Saved data entries:
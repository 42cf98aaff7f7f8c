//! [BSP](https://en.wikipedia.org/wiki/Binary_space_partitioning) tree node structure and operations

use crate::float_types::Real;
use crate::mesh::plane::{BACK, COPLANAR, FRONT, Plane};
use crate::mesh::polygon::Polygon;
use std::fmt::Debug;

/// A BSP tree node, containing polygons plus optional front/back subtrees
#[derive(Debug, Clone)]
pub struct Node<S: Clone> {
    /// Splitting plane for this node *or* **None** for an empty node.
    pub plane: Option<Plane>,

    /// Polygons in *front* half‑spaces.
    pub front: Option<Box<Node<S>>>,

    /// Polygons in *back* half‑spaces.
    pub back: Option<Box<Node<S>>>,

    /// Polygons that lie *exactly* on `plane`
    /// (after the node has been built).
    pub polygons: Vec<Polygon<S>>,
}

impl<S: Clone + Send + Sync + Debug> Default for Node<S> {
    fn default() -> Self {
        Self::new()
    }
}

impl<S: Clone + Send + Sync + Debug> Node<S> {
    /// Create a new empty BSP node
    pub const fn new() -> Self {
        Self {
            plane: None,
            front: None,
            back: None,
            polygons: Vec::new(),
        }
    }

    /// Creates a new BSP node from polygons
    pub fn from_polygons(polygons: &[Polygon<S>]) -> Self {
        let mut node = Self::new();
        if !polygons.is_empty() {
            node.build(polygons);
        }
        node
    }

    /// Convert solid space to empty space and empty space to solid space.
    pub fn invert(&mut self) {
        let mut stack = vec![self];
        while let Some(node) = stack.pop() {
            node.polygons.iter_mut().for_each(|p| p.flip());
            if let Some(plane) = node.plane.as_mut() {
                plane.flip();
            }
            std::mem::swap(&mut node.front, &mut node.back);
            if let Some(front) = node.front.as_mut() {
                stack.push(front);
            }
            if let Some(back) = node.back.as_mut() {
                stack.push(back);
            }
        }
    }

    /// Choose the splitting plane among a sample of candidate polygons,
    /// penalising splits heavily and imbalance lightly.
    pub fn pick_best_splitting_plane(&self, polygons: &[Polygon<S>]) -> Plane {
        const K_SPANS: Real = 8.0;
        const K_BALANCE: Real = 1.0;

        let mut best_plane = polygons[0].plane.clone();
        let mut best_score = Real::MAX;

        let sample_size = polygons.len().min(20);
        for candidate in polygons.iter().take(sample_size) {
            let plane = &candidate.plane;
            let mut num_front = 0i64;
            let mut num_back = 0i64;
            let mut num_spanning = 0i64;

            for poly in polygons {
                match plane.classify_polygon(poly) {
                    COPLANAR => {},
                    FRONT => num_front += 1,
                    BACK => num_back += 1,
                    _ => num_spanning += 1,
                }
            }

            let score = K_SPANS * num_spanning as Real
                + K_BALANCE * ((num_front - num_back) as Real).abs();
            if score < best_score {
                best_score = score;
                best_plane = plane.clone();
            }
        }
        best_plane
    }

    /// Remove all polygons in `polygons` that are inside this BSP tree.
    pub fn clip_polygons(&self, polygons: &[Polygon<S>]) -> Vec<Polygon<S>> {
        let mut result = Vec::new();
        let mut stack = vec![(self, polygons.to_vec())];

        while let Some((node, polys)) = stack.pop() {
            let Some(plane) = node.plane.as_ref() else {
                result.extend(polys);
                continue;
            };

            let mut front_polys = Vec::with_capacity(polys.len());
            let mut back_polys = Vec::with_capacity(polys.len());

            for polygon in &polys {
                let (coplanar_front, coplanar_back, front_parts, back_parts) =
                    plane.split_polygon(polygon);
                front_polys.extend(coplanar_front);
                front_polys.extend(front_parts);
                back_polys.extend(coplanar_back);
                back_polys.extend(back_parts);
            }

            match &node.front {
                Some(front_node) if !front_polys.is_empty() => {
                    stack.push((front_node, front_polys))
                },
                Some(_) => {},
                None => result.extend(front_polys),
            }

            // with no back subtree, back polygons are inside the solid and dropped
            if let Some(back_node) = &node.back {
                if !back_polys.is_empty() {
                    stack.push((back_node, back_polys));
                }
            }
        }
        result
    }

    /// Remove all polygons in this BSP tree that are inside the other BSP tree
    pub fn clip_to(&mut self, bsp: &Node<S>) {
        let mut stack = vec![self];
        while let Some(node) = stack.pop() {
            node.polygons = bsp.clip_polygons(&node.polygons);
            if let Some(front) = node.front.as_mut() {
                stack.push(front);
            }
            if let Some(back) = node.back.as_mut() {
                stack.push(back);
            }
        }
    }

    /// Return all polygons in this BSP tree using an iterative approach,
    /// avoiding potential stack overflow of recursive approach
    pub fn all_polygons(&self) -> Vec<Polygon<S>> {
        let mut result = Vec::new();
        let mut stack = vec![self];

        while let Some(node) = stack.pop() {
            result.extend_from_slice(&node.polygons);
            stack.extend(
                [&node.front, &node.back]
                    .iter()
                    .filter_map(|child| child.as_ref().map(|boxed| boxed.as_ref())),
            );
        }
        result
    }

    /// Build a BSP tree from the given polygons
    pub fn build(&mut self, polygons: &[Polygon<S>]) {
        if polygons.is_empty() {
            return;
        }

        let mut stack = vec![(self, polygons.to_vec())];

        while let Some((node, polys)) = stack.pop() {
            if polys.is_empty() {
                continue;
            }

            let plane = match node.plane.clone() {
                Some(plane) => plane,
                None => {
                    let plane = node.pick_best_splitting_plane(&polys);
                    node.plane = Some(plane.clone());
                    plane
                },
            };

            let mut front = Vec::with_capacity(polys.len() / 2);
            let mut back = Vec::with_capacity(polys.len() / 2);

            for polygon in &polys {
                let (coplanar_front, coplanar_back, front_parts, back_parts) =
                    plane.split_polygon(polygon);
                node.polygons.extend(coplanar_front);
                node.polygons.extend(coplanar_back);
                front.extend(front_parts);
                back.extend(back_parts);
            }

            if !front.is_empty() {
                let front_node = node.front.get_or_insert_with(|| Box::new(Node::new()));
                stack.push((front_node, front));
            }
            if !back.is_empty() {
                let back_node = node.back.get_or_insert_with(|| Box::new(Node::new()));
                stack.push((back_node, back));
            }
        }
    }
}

==

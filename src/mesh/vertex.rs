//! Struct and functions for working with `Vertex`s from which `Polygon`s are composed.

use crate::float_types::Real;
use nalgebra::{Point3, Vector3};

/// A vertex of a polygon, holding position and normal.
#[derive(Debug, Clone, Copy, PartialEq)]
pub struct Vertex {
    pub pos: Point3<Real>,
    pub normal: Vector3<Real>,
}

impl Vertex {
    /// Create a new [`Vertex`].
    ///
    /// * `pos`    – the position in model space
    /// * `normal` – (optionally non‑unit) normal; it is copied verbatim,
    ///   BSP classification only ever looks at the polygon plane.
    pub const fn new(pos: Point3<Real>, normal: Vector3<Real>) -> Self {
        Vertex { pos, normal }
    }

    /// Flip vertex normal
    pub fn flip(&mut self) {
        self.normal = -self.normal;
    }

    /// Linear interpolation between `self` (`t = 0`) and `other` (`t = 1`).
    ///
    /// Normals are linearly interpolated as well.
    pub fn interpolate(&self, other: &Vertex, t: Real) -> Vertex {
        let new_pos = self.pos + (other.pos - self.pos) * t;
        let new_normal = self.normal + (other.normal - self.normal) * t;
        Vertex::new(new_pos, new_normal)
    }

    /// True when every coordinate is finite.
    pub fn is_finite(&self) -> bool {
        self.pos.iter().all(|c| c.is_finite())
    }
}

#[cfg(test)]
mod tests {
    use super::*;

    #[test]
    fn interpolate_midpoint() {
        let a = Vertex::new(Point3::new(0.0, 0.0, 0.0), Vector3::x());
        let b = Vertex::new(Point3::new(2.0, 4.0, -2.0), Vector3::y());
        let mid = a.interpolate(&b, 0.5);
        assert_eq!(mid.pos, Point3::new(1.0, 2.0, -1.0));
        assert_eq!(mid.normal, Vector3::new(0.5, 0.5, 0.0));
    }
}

**ACTIVITY:**
Lines in the records above that carry the word "solid" are to be located and copied.

**SOLUTION:**
    /// Convert solid space to empty space and empty space to solid space.
            // with no back subtree, back polygons are inside the solid and dropped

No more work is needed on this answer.